ABOUT THIS TASK: Wherever the word "crates" appears in a line of the records, copy that line.

[Opening DATASET EXTRACT section]

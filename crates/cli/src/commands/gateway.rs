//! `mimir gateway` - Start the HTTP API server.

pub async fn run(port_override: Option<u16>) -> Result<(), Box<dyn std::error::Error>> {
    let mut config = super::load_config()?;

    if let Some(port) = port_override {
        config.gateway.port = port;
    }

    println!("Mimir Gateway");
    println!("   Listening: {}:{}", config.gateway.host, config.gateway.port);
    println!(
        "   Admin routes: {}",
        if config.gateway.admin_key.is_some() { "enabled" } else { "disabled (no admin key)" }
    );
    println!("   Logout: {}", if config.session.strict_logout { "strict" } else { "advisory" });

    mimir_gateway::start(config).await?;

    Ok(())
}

[Closing DATASET EXTRACT section]
[Opening DATASET EXTRACT section]

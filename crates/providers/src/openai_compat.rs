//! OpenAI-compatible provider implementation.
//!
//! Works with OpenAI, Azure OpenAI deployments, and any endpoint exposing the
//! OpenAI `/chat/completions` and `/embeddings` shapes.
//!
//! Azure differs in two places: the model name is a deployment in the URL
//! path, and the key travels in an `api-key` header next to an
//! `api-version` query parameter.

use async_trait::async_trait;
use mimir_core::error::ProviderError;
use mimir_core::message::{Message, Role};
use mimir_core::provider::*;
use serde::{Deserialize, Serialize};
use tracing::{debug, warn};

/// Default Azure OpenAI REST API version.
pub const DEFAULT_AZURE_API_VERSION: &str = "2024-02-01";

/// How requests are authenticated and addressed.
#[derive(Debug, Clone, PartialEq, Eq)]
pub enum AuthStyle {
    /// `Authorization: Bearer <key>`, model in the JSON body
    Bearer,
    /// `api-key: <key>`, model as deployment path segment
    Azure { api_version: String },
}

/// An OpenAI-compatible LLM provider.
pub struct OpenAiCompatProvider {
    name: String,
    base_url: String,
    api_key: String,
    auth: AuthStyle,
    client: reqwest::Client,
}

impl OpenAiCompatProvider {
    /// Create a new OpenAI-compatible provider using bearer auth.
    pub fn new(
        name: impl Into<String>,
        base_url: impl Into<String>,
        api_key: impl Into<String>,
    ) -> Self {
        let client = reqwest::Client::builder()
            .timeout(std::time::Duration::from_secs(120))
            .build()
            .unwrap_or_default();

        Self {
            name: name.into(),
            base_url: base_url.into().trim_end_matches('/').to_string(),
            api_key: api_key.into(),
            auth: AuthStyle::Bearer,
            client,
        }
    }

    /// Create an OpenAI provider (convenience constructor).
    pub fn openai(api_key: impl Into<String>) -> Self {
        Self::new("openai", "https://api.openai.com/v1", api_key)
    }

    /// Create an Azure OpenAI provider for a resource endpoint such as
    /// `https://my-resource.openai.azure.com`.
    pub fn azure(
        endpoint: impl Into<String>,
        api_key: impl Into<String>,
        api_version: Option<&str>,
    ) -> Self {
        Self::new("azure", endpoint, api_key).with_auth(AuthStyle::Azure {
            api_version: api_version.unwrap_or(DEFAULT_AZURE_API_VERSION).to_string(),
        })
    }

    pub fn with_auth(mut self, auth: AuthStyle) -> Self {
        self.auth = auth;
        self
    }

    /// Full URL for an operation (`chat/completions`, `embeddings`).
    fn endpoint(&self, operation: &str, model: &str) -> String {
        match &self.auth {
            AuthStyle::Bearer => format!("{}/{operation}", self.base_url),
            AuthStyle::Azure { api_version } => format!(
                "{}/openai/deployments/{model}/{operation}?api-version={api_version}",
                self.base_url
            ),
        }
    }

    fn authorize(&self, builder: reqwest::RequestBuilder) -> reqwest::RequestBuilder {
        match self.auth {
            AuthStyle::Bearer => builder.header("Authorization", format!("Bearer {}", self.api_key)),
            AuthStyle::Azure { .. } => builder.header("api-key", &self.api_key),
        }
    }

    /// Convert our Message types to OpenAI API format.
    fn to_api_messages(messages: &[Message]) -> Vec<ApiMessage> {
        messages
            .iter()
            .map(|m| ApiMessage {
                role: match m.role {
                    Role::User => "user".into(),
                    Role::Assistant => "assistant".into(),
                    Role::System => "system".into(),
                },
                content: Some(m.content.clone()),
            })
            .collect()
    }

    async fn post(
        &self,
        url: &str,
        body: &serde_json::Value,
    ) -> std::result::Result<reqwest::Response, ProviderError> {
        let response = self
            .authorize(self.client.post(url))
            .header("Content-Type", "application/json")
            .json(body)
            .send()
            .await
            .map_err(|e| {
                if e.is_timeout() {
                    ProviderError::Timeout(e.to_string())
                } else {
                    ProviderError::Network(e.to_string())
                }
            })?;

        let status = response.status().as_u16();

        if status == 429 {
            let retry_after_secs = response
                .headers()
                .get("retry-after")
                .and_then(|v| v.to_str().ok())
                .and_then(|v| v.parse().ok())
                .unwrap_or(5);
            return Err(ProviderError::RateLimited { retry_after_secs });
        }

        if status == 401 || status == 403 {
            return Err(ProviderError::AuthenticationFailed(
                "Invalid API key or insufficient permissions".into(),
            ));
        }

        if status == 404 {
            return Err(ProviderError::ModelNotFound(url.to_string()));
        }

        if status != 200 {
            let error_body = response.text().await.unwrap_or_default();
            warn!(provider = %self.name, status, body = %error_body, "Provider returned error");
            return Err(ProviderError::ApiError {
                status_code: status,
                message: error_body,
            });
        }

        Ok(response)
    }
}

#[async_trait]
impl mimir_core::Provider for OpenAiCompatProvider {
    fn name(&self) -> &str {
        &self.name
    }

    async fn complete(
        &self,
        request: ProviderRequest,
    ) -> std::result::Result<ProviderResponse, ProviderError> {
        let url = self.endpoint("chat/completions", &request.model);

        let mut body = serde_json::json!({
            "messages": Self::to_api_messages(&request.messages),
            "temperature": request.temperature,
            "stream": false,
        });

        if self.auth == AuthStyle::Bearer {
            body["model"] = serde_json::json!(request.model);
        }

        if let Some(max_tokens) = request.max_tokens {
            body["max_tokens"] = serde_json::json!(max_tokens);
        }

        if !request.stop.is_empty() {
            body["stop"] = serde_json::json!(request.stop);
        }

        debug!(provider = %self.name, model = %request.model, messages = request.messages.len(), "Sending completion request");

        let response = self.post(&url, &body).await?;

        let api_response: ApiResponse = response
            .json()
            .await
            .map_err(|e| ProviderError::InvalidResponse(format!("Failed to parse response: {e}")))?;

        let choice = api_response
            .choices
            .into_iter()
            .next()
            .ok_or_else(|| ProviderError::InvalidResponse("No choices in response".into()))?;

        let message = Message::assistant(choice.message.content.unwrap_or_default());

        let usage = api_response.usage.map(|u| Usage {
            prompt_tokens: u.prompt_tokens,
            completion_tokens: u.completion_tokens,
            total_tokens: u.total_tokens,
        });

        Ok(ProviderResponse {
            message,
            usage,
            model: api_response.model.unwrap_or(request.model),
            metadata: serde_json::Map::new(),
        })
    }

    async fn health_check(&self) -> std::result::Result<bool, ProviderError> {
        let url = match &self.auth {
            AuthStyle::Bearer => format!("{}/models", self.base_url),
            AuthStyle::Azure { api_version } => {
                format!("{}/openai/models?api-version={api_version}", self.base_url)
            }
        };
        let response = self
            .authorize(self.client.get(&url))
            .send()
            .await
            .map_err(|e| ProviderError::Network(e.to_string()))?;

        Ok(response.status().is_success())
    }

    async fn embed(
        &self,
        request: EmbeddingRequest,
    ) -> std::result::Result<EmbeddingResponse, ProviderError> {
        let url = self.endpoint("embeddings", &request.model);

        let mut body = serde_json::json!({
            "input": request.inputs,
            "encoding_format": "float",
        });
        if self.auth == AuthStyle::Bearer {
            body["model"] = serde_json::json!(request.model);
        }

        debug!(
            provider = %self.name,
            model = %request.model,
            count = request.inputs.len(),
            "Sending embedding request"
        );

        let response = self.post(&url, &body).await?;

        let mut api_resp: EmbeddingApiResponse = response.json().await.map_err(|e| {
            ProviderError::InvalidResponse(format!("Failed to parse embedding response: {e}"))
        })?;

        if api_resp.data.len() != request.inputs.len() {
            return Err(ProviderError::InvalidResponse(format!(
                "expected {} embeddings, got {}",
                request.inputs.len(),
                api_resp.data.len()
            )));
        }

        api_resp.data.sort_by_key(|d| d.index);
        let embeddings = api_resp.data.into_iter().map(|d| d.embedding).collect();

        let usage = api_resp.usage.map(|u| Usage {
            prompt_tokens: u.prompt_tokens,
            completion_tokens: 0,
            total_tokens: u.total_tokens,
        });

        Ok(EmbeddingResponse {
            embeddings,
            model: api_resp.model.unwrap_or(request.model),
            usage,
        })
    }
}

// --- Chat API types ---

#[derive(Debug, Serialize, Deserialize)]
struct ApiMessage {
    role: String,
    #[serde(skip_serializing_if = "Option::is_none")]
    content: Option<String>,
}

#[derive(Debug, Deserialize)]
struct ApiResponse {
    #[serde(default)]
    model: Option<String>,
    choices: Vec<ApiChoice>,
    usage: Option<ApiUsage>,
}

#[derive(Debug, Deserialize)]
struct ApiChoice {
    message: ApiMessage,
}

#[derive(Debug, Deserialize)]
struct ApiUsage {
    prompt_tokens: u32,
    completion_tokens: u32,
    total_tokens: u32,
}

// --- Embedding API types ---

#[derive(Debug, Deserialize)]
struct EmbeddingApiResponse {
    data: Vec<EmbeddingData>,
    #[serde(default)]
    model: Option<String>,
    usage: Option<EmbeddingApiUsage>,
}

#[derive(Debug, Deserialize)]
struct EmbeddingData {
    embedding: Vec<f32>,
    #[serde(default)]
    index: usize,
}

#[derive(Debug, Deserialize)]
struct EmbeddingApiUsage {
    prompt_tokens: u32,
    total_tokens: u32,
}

[Closing DATASET EXTRACT section]

THE ANSWER:
filename crates/cli/src/commands/gateway.rs
filename crates/providers/src/openai_compat.rs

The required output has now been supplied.